Nike Inc. posted a 36-percent increase in third-quarter profits on Thursday in the first quarterly report since co-founder Phil Knight stepped down as CEO of the athletic shoe and clothing company.
Net income was $273.4 million, or $1.01 per share, up from $200.3 million, or 74 cents per share, in the same period a year ago. The results were aided by a 14 percent jump in revenue to $3.31 billion, up from $2.9 billion.
The profit was 2 cents per share better than the 99 cents projected by Wall Street analysts, according to Thomson First Call. Worldwide future orders jumped to $5.2 billion, nearly a 10 percent increase compared to the same quarter last year.
Analysts noted that although the biggest growth was still in Nike’s core models, the company is increasingly reaping the benefits from its other brands, including Converse and Starter.
Retailing for $40, the newest pair of Starter sneakers has allowed Beaverton-based Nike to make its first foray into a discount chain with a nationwide launch next week in 400 Wal-Mart stores.

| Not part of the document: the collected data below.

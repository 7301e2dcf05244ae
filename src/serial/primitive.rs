//! Big-endian serialization of the 32-bit words and counters.

use std::io::{ErrorKind, Read, Write};

use anyhow::Result;
use byteorder::{BigEndian, ReadBytesExt, WriteBytesExt};

use super::Serializable;
use crate::Error;

impl Serializable for u32 {
    fn serialize_into<W: Write>(&self, mut writer: W) -> Result<usize> {
        writer.write_u32::<BigEndian>(*self)?;
        Ok(std::mem::size_of::<Self>())
    }

    fn deserialize_from<R: Read>(mut reader: R) -> Result<Self> {
        reader.read_u32::<BigEndian>().map_err(|e| {
            if e.kind() == ErrorKind::UnexpectedEof {
                anyhow::Error::from(Error::malformed("stream ended while reading u32"))
            } else {
                anyhow::Error::from(e)
            }
        })
    }

    fn size_in_bytes(&self) -> usize {
        std::mem::size_of::<Self>()
    }

    fn size_of() -> Option<usize> {
        Some(std::mem::size_of::<Self>())
    }
}
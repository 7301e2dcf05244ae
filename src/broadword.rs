//! Helpers on 32-bit machine words.

/// The number of bits in a word of [`BitArray`](crate::bit_vectors::BitArray).
pub const WORD_LEN: usize = 32;

/// Returns the number of bits set in `x`.
#[inline(always)]
pub const fn popcount(x: u32) -> usize {
    x.count_ones() as usize
}

/// Returns a mask of the lowest `len` bits.
///
/// # Examples
///
/// ```
/// use trie_encodings::broadword::low_mask;
///
/// assert_eq!(low_mask(0), 0);
/// assert_eq!(low_mask(3), 0b111);
/// assert_eq!(low_mask(32), u32::MAX);
/// ```
#[inline(always)]
pub const fn low_mask(len: usize) -> u32 {
    if len >= WORD_LEN {
        u32::MAX
    } else {
        (1 << len) - 1
    }
}

/// Returns the position of the `k`-th set bit of `x` counting from zero, or
/// [`None`] if `x` has no more than `k` bits set.
///
/// # Examples
///
/// ```
/// use trie_encodings::broadword::select_in_word;
///
/// assert_eq!(select_in_word(0b1010, 0), Some(1));
/// assert_eq!(select_in_word(0b1010, 1), Some(3));
/// assert_eq!(select_in_word(0b1010, 2), None);
/// ```
#[inline(always)]
pub fn select_in_word(mut x: u32, k: usize) -> Option<usize> {
    for _ in 0..k {
        if x == 0 {
            return None;
        }
        x &= x - 1;
    }
    (x != 0).then(|| x.trailing_zeros() as usize)
}

/// Returns the number of words needed to hold `len` bits.
#[inline(always)]
pub const fn words_for(len: usize) -> usize {
    crate::utils::ceiled_divide(len, WORD_LEN)
}

#[cfg(test)]
mod tests {
    use super::*;

    #[test]
    fn test_popcount() {
        assert_eq!(popcount(0), 0);
        assert_eq!(popcount(2774701), 12);
        assert_eq!(popcount(u32::MAX), 32);
    }

    #[test]
    fn test_select_in_word() {
        assert_eq!(select_in_word(0, 0), None);
        assert_eq!(select_in_word(1 << 31, 0), Some(31));
        assert_eq!(select_in_word(u32::MAX, 31), Some(31));
        assert_eq!(select_in_word(u32::MAX, 32), None);
    }

    #[test]
    fn test_words_for() {
        assert_eq!(words_for(0), 0);
        assert_eq!(words_for(1), 1);
        assert_eq!(words_for(32), 1);
        assert_eq!(words_for(33), 2);
    }
}
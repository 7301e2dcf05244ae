//! Top module for the trie encodings.
//!
//! # Introduction
//!
//! All three encodings index the same logical structure: a tree whose edges are labelled
//! with single bytes, where a node is flagged when the path from the root to it spells
//! an inserted word. They answer the same two queries through [`Search`](crate::Search):
//!
//! - `search(w)` is `true` iff `w` was inserted.
//! - `starts_with(p)` is `true` iff some inserted word starts with `p`.
//!
//! # Encodings
//!
//! | Encodings | Insert | Query step | Memory per node (bytes) |
//! | --- | :-: | :-: | :-: |
//! | [`Trie`] | yes | $`O(\lg \sigma)`$ | heap node + child table |
//! | [`BinaryTrie`] | -- | $`O(\sigma)`$ | $`2 + 5 \cdot \textrm{children}`$ |
//! | [`LabelledTree`] | -- | $`O(\sigma \lg n)`$ | $`2 + 1/4`$ |
//!
//! where $`\sigma`$ is the number of children of the visited node.
//!
//! Children are always visited in ascending key order, so every encoding built from the
//! same [`Trie`] is byte-for-byte reproducible.
//!
//! ## Binary layouts
//!
//! All multi-byte integers are 4 bytes, most significant byte first.
//!
//! - [`Trie`] record: `size:u32 | eow:u8 | { key:u8 | <child record> }*`, where `size`
//!   covers the whole record including its descendants.
//! - [`BinaryTrie`] record: `eow:u8 | count:u8 | { key:u8 | offset:u32 }*`, where `offset`
//!   is the absolute position of the child record.
//! - [`LabelledTree`]: `louds ++ keys ++ eow`.
pub mod binary_trie;
pub mod labelled_tree;
pub mod trie;

pub use binary_trie::BinaryTrie;
pub use labelled_tree::LabelledTree;
pub use trie::{LevelOrder, LevelStep, NodeId, Trie, TrieNode};
//! The prelude for bit vectors.
//!
//! The purpose of this module is to alleviate imports of many common traits for bit vectors.
//!
//! ```
//! # #![allow(unused_imports)]
//! use trie_encodings::bit_vectors::prelude::*;
//! ```
pub use crate::bit_vectors::{Access, NumBits, Rank, Select};
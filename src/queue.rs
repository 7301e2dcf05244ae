//! FIFO queue driving the breadth-first builders.
use std::collections::VecDeque;

/// First-in first-out queue.
///
/// # Examples
///
/// ```
/// use trie_encodings::Queue;
///
/// let mut queue = Queue::new();
/// queue.push(1);
/// queue.push(2);
/// assert_eq!(queue.shift(), Some(1));
/// assert_eq!(queue.len(), 1);
/// ```
#[derive(Debug, Clone, PartialEq, Eq)]
pub struct Queue<T> {
    items: VecDeque<T>,
}

impl<T> Default for Queue<T> {
    fn default() -> Self {
        Self {
            items: VecDeque::new(),
        }
    }
}

impl<T> Queue<T> {
    /// Creates an empty queue.
    pub fn new() -> Self {
        Self::default()
    }

    /// Appends `value` at the back.
    #[inline(always)]
    pub fn push(&mut self, value: T) {
        self.items.push_back(value);
    }

    /// Removes and returns the front value, or [`None`] if empty.
    #[inline(always)]
    pub fn shift(&mut self) -> Option<T> {
        self.items.pop_front()
    }

    /// Returns the number of queued values.
    pub fn len(&self) -> usize {
        self.items.len()
    }

    /// Checks if the queue is empty.
    pub fn is_empty(&self) -> bool {
        self.items.is_empty()
    }
}

impl<T> Extend<T> for Queue<T> {
    fn extend<I>(&mut self, values: I)
    where
        I: IntoIterator<Item = T>,
    {
        self.items.extend(values);
    }
}

#[cfg(test)]
mod tests {
    use super::*;

    #[test]
    fn test_empty() {
        let mut queue = Queue::<u32>::new();
        assert_eq!(queue.len(), 0);
        assert!(queue.is_empty());
        assert_eq!(queue.shift(), None);
    }

    #[test]
    fn test_fifo_order() {
        let mut queue = Queue::new();
        queue.push(1);
        queue.push(2);
        queue.push(3);
        assert_eq!(queue.len(), 3);
        assert_eq!(queue.shift(), Some(1));
        assert_eq!(queue.shift(), Some(2));
        assert_eq!(queue.shift(), Some(3));
        assert!(queue.is_empty());
    }

    #[test]
    fn test_interleaved() {
        let mut queue = Queue::new();
        queue.push('a');
        assert_eq!(queue.shift(), Some('a'));
        queue.extend(['b', 'c']);
        queue.push('d');
        assert_eq!(queue.shift(), Some('b'));
        assert_eq!(queue.shift(), Some('c'));
        assert_eq!(queue.shift(), Some('d'));
        assert_eq!(queue.shift(), None);
    }
}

Emerging markets in other parts of the world also showed growth, including China, where sales more than doubled in the third quarter, company officials said.
“I think one of the most important things to note is that the company is experiencing growth in all geographic regions and most product categories,” said analyst Jamelah Leddy, who tracks Nike for McAdams Wright Ragen in Seattle.
Yet new President and CEO William D. Perez — who took over from Knight two months ago — said Nike will work to improve Nike’s distribution even further.
“Given my background, it won’t surprise you to know that I place the consumer at the center of all activities,” said Perez, who juggled a wide variety of consumer product brands, including Glade air fresheners and Drano drain cleaner, when he was president and CEO of S.C. Johnson & Son Inc.
“The Nike brand’s relationship with consumers is unmatched,” Perez said. “But we have to make sure that our portfolio of brands is accessible to consumers in all channels of distribution, in all geographies and is appropriately targeted at the most attractive demographic groups. It is certainly one of the major reasons I am here.”
There were some pockets of weakness for Nike. In Japan, the company is facing heated competition from Adidas, especially at the lower end of the market where consumers have become increasingly price sensitive. And in Germany, Adidas’ home base, as well as in France, where anti-American sentiment has been strong, Nike posted disappointing results.
But overall, footwear revenue for Europe grew 6 percent and apparel jumped 15 percent. Overall in Asia, footwear grew by 7 percent, while apparel soared by 21 percent, said Don Blair, Nike’s chief financial officer.